TASK INSTRUCTIONS: Could you return each line of the material that has "visit" in it?

DATA SUPPLIED:
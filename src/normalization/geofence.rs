//! Geofence validation for electronic visit verification.
//!
//! Distances use the haversine formula on a spherical Earth. Validation
//! fails closed: any missing or out-of-range input produces a check with
//! `valid = false` and the reason in `failure`, never a pass.

use chrono::Utc;
use uuid::Uuid;

use crate::models::{AccuracyLevel, GeoPoint, GeofenceCheck, GeofenceFailure};

/// Mean Earth radius used for distance calculation.
pub const EARTH_RADIUS_METERS: f64 = 6_371_000.0;

/// Feet per meter.
pub const FEET_PER_METER: f64 = 3.28084;

/// Great-circle distance between two points, in feet.
///
/// # Example
///
/// ```
/// use timesheet_engine::models::GeoPoint;
/// use timesheet_engine::normalization::haversine_feet;
///
/// let p = GeoPoint { latitude: 40.0, longitude: -74.0 };
/// assert_eq!(haversine_feet(&p, &p), 0.0);
/// ```
pub fn haversine_feet(a: &GeoPoint, b: &GeoPoint) -> f64 {
    let lat1 = a.latitude.to_radians();
    let lat2 = b.latitude.to_radians();
    let d_lat = (b.latitude - a.latitude).to_radians();
    let d_lon = (b.longitude - a.longitude).to_radians();

    let h = (d_lat / 2.0).sin().powi(2) + lat1.cos() * lat2.cos() * (d_lon / 2.0).sin().powi(2);
    let c = 2.0 * h.sqrt().atan2((1.0 - h).sqrt());

    EARTH_RADIUS_METERS * c * FEET_PER_METER
}

/// Validates that a visit was performed within `allowed_radius_feet` of the
/// patient.
pub fn validate_geofence(
    employee_point: Option<GeoPoint>,
    patient_point: Option<GeoPoint>,
    accuracy_meters: Option<f64>,
    allowed_radius_feet: f64,
) -> GeofenceCheck {
    let usable = |point: Option<GeoPoint>| point.filter(GeoPoint::is_valid);
    let distance_feet = match (usable(employee_point), usable(patient_point)) {
        (Some(employee), Some(patient)) => Some(haversine_feet(&employee, &patient)),
        _ => None,
    };

    let failure = input_failure(
        employee_point,
        patient_point,
        accuracy_meters,
        allowed_radius_feet,
    );

    let valid = match (failure, distance_feet) {
        (None, Some(distance)) => distance <= allowed_radius_feet,
        _ => false,
    };

    GeofenceCheck {
        id: Uuid::new_v4(),
        employee_point,
        patient_point,
        distance_feet,
        allowed_radius_feet,
        accuracy_meters,
        accuracy_level: AccuracyLevel::from_meters(accuracy_meters),
        valid,
        failure,
        checked_at: Utc::now(),
    }
}

/// Re-runs a check under a new radius policy.
///
/// The original check is left untouched; the caller keeps both.
pub fn revalidate(check: &GeofenceCheck, allowed_radius_feet: f64) -> GeofenceCheck {
    validate_geofence(
        check.employee_point,
        check.patient_point,
        check.accuracy_meters,
        allowed_radius_feet,
    )
}

fn input_failure(
    employee_point: Option<GeoPoint>,
    patient_point: Option<GeoPoint>,
    accuracy_meters: Option<f64>,
    allowed_radius_feet: f64,
) -> Option<GeofenceFailure> {
    match employee_point {
        None => return Some(GeofenceFailure::MissingEmployeePoint),
        Some(point) if !point.is_valid() => return Some(GeofenceFailure::InvalidEmployeePoint),
        _ => {}
    }
    match patient_point {
        None => return Some(GeofenceFailure::MissingPatientPoint),
        Some(point) if !point.is_valid() => return Some(GeofenceFailure::InvalidPatientPoint),
        _ => {}
    }
    match accuracy_meters {
        None => return Some(GeofenceFailure::MissingAccuracy),
        Some(m) if !m.is_finite() || m < 0.0 => return Some(GeofenceFailure::InvalidAccuracy),
        _ => {}
    }
    if !allowed_radius_feet.is_finite() || allowed_radius_feet <= 0.0 {
        return Some(GeofenceFailure::InvalidRadius);
    }
    None
}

SOLUTION TO THE PROBLEM:
//! Geofence validation for electronic visit verification.
/// Validates that a visit was performed within `allowed_radius_feet` of the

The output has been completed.